The company began providing financial software, building its products around relational databases. It has since developed enterprise resource planning software for sectors including local government, universities, and hospitals.

In 1998, when Oracle launched a competitor product and revoked TechnologyOne's licenses, Di Marco made the company's products database independent, building its own sales, marketing, and implementation divisions. In December 1999, Di Marco led the company into its listing on the ASX making it one of the most successful floats of the DotCom era. In 2001, he was appointed chairman of TechnologyOne.

Di Marco was member of the Australian Institute of Company Directors and was Deputy Chair of the Australian Information Industry Association from 2002 to 2004. He was the Director of the Royal Children's Hospital Foundation Board from 2004 to 2012.

In 2004 Di Marco won the Pearcey Award for innovative and pioneering achievement and contribution to research and development in IT. He was awarded Fellow of the Australian Computer Society in 2010. When he stepped down as CEO in May 2017, Di Marco was one of the longest-serving chief executives of an ASX-listed company.

As CEO, Di Marco established the philanthropic TechnologyOne Foundation, which has made donations to Opportunity International Australia, the School of St Jude in Tanzania, The Fred Hollows Foundation, and others. He also advocated against a business model run by professional managers, which caused the company difficulties in the early 2000s. He has argued that a focus on corporate governance weakens companies and that subject matter experts are more important to have on a board than independent directors.

==Post-CEO==

In May 2017, Di Marco stepped down as CEO from the company but remained its Executive Chairman and Chief Innovation Officer. As of 2019, Di Marco's 8.6 per cent stake in the company was worth more than $240m, and with his other investments in property, his net worth is reportedly more than $300m.
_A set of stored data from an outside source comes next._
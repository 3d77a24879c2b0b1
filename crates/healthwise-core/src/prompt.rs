//! Prompt templates with `{{{field}}}` placeholders.
//!
//! A template is filled from the flow input after it has been serialized to a
//! JSON object. Strings are inserted verbatim, numbers and booleans in their
//! display form, arrays and objects as compact JSON.

use serde::Serialize;
use serde_json::Value;

use healthwise_contracts::error::{HealthwiseError, HealthwiseResult};

/// A fixed prompt text with named placeholders.
///
/// Both `{{{name}}}` and `{{name}}` are accepted and behave the same; no
/// escaping is applied.
#[derive(Debug, Clone)]
pub struct PromptTemplate {
    source: String,
}

impl PromptTemplate {
    pub fn new(source: impl Into<String>) -> Self {
        Self { source: source.into() }
    }

    /// Names of every placeholder, in order of appearance.
    pub fn placeholders(&self) -> HealthwiseResult<Vec<String>> {
        let mut names = Vec::new();
        self.walk(|segment| {
            if let Segment::Placeholder(name) = segment {
                names.push(name.to_string());
            }
            Ok(())
        })?;
        Ok(names)
    }

    /// Fill the template from `input`, which must serialize to a JSON object.
    ///
    /// Returns `ConfigError` for an unterminated placeholder or one whose
    /// name is not a key of the serialized input.
    pub fn render<I: Serialize>(&self, input: &I) -> HealthwiseResult<String> {
        let value = serde_json::to_value(input).map_err(|e| {
            HealthwiseError::config(format!("prompt input is not serializable: {e}"))
        })?;
        let fields = value.as_object().ok_or_else(|| {
            HealthwiseError::config("prompt input must serialize to a JSON object")
        })?;

        let mut out = String::with_capacity(self.source.len());
        self.walk(|segment| {
            match segment {
                Segment::Text(text) => out.push_str(text),
                Segment::Placeholder(name) => {
                    let field = fields.get(name).ok_or_else(|| {
                        HealthwiseError::config(format!(
                            "prompt placeholder '{name}' has no matching input field"
                        ))
                    })?;
                    out.push_str(&display_value(field));
                }
            }
            Ok(())
        })?;
        Ok(out)
    }

    fn walk<'a>(
        &'a self,
        mut visit: impl FnMut(Segment<'a>) -> HealthwiseResult<()>,
    ) -> HealthwiseResult<()> {
        let mut rest = self.source.as_str();
        while let Some(start) = rest.find("{{") {
            visit(Segment::Text(&rest[..start]))?;

            let tail = &rest[start..];
            let (open, close) = if tail.starts_with("{{{") {
                ("{{{", "}}}")
            } else {
                ("{{", "}}")
            };
            let body = &tail[open.len()..];
            let end = body.find(close).ok_or_else(|| {
                HealthwiseError::config(format!(
                    "unterminated placeholder starting at byte {start} of prompt template"
                ))
            })?;

            visit(Segment::Placeholder(body[..end].trim()))?;
            rest = &body[end + close.len()..];
        }
        visit(Segment::Text(rest))
    }
}

enum Segment<'a> {
    Text(&'a str),
    Placeholder(&'a str),
}

fn display_value(value: &Value) -> String {
    match value {
        Value::String(s) => s.clone(),
        Value::Null => String::new(),
        // Whole floats print without a trailing ".0".
        Value::Number(n) => match n.as_f64() {
            Some(f) if n.is_f64() && f.fract() == 0.0 && f.abs() < 1e15 => format!("{:.0}", f),
            _ => n.to_string(),
        },
        Value::Bool(b) => b.to_string(),
        other => other.to_string(),
    }
}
In 2017, Di Marco invested in accounting software start-up Practice Ignition. In 2018, Di Marco made a $3.2 million investment in sports tech firm Fusion Sport. In 2019, Di Marco made a $500,000 investment with Snackwise.
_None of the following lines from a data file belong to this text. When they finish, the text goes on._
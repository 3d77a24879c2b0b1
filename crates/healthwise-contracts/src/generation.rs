//! Requests sent to the external text-generation service.

use std::fmt;

use serde::{Deserialize, Serialize};

/// Unique identifier for one generation request.
///
/// Appears in every tracing event emitted while the request is in flight so
/// a failed reply can be correlated with the prompt that produced it.
#[derive(Debug, Clone, Copy, PartialEq, Eq, Hash, Serialize, Deserialize)]
pub struct RequestId(pub uuid::Uuid);

impl RequestId {
    pub fn new() -> Self {
        Self(uuid::Uuid::new_v4())
    }
}

impl Default for RequestId {
    fn default() -> Self {
        Self::new()
    }
}

impl fmt::Display for RequestId {
    fn fmt(&self, f: &mut fmt::Formatter<'_>) -> fmt::Result {
        self.0.fmt(f)
    }
}

/// Everything a `TextGenerator` receives for one call.
#[derive(Debug, Clone, Serialize, Deserialize)]
pub struct GenerationRequest {
    pub request_id: RequestId,
    /// Name of the flow issuing the request (e.g. "assessUrgencyFlow").
    pub flow: String,
    /// The fully rendered prompt.
    pub prompt: String,
    /// Contract the reply will be checked against.
    pub contract_id: String,
    /// The contract's JSON Schema, for services that accept an output schema.
    pub response_schema: serde_json::Value,
}
//! Response contracts for generative flows.
//!
//! A model reply is only accepted once it conforms to the flow's
//! `ResponseContract`: a JSON Schema for its shape plus semantic rules the
//! schema cannot express.

use serde::{Deserialize, Serialize};
use serde_json::Value;

/// The shape and rules a generated response must satisfy.
#[derive(Debug, Clone, Serialize, Deserialize)]
pub struct ResponseContract {
    /// Unique identifier (e.g. "urgency-assessment-v1").
    pub contract_id: String,
    /// JSON Schema document for structural validation. `Null` disables it.
    pub json_schema: Value,
    /// Semantic rules evaluated after structural validation.
    pub rules: Vec<ContractRule>,
}

/// A single semantic rule in a `ResponseContract`.
#[derive(Debug, Clone, Serialize, Deserialize)]
pub struct ContractRule {
    /// Referenced in violation reports.
    pub rule_id: String,
    pub description: String,
    pub rule_type: ContractRuleType,
}

/// Semantic checks the verifier understands.
///
/// Field paths are dot-separated object keys, e.g. `"result.severity"`.
#[derive(Debug, Clone, Serialize, Deserialize)]
pub enum ContractRuleType {
    /// The field must be present and non-null.
    RequiredField { field_path: String },

    /// The field must equal one of `allowed`.
    AllowedValues { field_path: String, allowed: Vec<Value> },

    /// The field, when it is a string, must not contain `pattern`
    /// (case-insensitive substring).
    ForbiddenPattern { field_path: String, pattern: String },

    /// Delegate to a check registered on the verifier under `function_name`.
    Custom { function_name: String },
}

/// Outcome of checking one payload against a contract.
#[derive(Debug, Clone, Default, Serialize, Deserialize)]
pub struct ConformanceReport {
    /// True only if no rule was violated.
    pub passed: bool,
    pub violations: Vec<ContractViolation>,
}

impl ConformanceReport {
    /// Join every violation into one `[rule] message; ...` line.
    pub fn summary(&self) -> String {
        self.violations
            .iter()
            .map(|v| format!("[{}] {}", v.rule_id, v.message))
            .collect::<Vec<_>>()
            .join("; ")
    }
}

/// A single violated rule.
#[derive(Debug, Clone, Serialize, Deserialize)]
pub struct ContractViolation {
    pub rule_id: String,
    pub message: String,
}
//! # healthwise-core
//!
//! The seams every HealthWise flow is built on.
//!
//! This crate provides:
//! - The three core traits (`UrgencyAssessor`, `TextGenerator`, `ResponseVerifier`)
//! - `PromptTemplate`, which fills a flow's fixed prompt from its input
//! - `StructuredFlow`, which runs render → generate → verify → deserialize
//!
//! ## Usage
//!
//! ```rust,ignore
//! use healthwise_core::{StructuredFlow, traits::{TextGenerator, ResponseVerifier}};
//! ```

pub mod generator;
pub mod prompt;
pub mod runner;
pub mod traits;

pub use generator::CannedGenerator;
pub use prompt::PromptTemplate;
pub use runner::StructuredFlow;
Di Marco is a founding member of Software Queensland, a group promoting the Queensland software industry. In February 2022, he announced he would be stepping down as TechnologyOne's executive chairman after 35 years with the company, with his resignation effective on 30 June.

Di Marco was awarded the Medal of the Order of Australia in the 2025 Australia Day Honours for "service to information technology, and to the community".